Watanabe, Sels and Tindall push the classical-simulability frontier of QAOA on IBM-native heavy-hex and square lattices to depths p=100 and 127 qubits — a regime previously inaccessible to both state-vector simulators and real hardware. Their tool is a connectivity-aware 2D tensor-network ansatz with belief-propagation truncations and boundary-MPS sampling.
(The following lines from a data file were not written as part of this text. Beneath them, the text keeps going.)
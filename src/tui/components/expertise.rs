//! # Expertise Section
//!
//! One card per expertise area, shown one at a time behind a tab strip.
//! `App::expertise_tab` picks the card; the tab strip falls back to bare
//! numbers when the titles don't fit on one line.

use ratatui::style::Modifier;
use ratatui::text::{Line, Span};
use unicode_width::UnicodeWidthStr;

use super::SectionProps;
use super::text::{blank, bulleted, heading, joined_wrapped, wrapped};
use crate::core::content::ExpertiseArea;

pub fn lines(props: &SectionProps<'_>) -> Vec<Line<'static>> {
    let p = props.palette;
    let areas = &props.app.content.expertise;

    let mut lines = heading(
        "Value Addition",
        "Areas of Expertise",
        Some(
            "Deep experience across critical dimensions of engineering leadership, \
             each grounded in hands-on execution and strategic thinking.",
        ),
        props.width,
        p,
    );

    if areas.is_empty() {
        return lines;
    }
    let selected = props.app.expertise_tab.min(areas.len() - 1);

    lines.push(tab_strip(areas, selected, props));
    lines.push(Line::from(Span::styled(
        "─".repeat(usize::from(props.width)),
        p.border(),
    )));
    lines.push(blank());
    lines.extend(card(&areas[selected], props));
    lines.push(Line::from(Span::styled("tab / ← → switch area", p.muted())).centered());
    lines.push(blank());
    lines
}

fn tab_strip(areas: &[ExpertiseArea], selected: usize, props: &SectionProps<'_>) -> Line<'static> {
    let p = props.palette;
    let full: Vec<String> = areas
        .iter()
        .map(|a| format!(" {} {} ", a.number, a.title))
        .collect();
    let full_width: usize = full.iter().map(|t| t.width() + 1).sum();
    let labels = if full_width <= usize::from(props.width) {
        full
    } else {
        areas.iter().map(|a| format!(" {} ", a.number)).collect()
    };

    let mut spans = Vec::new();
    for (i, label) in labels.into_iter().enumerate() {
        if i > 0 {
            spans.push(Span::styled(" ", p.base()));
        }
        let style = if i == selected { p.selected() } else { p.muted() };
        spans.push(Span::styled(label, style));
    }
    Line::from(spans).centered()
}

fn card(area: &ExpertiseArea, props: &SectionProps<'_>) -> Vec<Line<'static>> {
    let p = props.palette;
    let width = props.width;

    let mut lines = vec![
        Line::from(vec![
            Span::styled(format!("{}  ", area.number), p.muted()),
            Span::styled(area.title.clone(), p.heading()),
        ]),
        Line::from(Span::styled(
            area.subtitle.clone(),
            p.muted().add_modifier(Modifier::ITALIC),
        )),
        blank(),
    ];
    lines.extend(wrapped(&area.description, width, p.muted()));
    lines.push(blank());

    if !area.focus_areas.is_empty() {
        lines.push(Line::from(Span::styled("Key Focus Areas", p.heading())));
        for item in &area.focus_areas {
            lines.extend(bulleted("› ", item, width, p.primary(), p.muted()));
        }
        lines.push(blank());
    }

    if !area.outcomes.is_empty() {
        lines.push(Line::from(Span::styled("Outcomes Delivered", p.heading())));
        for item in &area.outcomes {
            lines.extend(bulleted("✓ ", item, width, p.accent(), p.muted()));
        }
        lines.push(blank());
    }

    if !area.skills.is_empty() {
        let badges: Vec<String> = area.skills.iter().map(|s| format!("[{s}]")).collect();
        lines.extend(joined_wrapped(&badges, " ", width, p.primary()));
        lines.push(blank());
    }
    lines
}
The headline scientific finding is that “parameter concentration” (training on small instances, transferring to larger ones) breaks down at intermediate depth; training directly on n′=35 TN simulations (beyond state-vector) is needed to escape local minima at n=127. This is directly relevant to Yuan's Y1 and Y3: the same parameter-concentration/transfer argument that Yuan relies on for layerwise DGMVP optimisation has a ceiling, and this paper characterises where it hits.

Main contribution

They show that (i) a single-site BP-approximated TN ansatz with bond dimension χ=32 faithfully simulates QAOA on heavy-hex IBM lattices to p=100 (with measurable importance-sampling variance and entanglement well below the χ-imposed ceiling), (ii) parameter transfer from n′=16 saturates at moderate depth and cannot reach the global optimum at n=127, (iii) larger training instances (n′=35, themselves optimised inside the TN simulator) do escape local minima and produce lower-energy samples on the 127-qubit target — demonstrating that TN simulations can serve as a training surrogate, not just a forward-simulation benchmark.

Key algorithmic ingredients

Detailed walkthrough

Section II.B fixes the problem class: Ising spin-glasses on (a) heavy-hex lattices with linear/quadratic/cubic couplings uniform on {±1}, and (b) square lattices with only nearest-neighbour quadratic couplings ±1. Both targets are drawn from the IBM benchmark papers (Kim 2023 Nature; Pelofske 2024) specifically to enable head-to-head comparison with hardware runs.

Section III.A describes parameter optimisation. They train on k=100 problem instances at small n′, take the median of the trained angles across instances, and reuse these on the target n. This is parameter concentration with median aggregation; the interpolation ansatz keeps the BOBYQA search in a C=10-dimensional space even at depth 100.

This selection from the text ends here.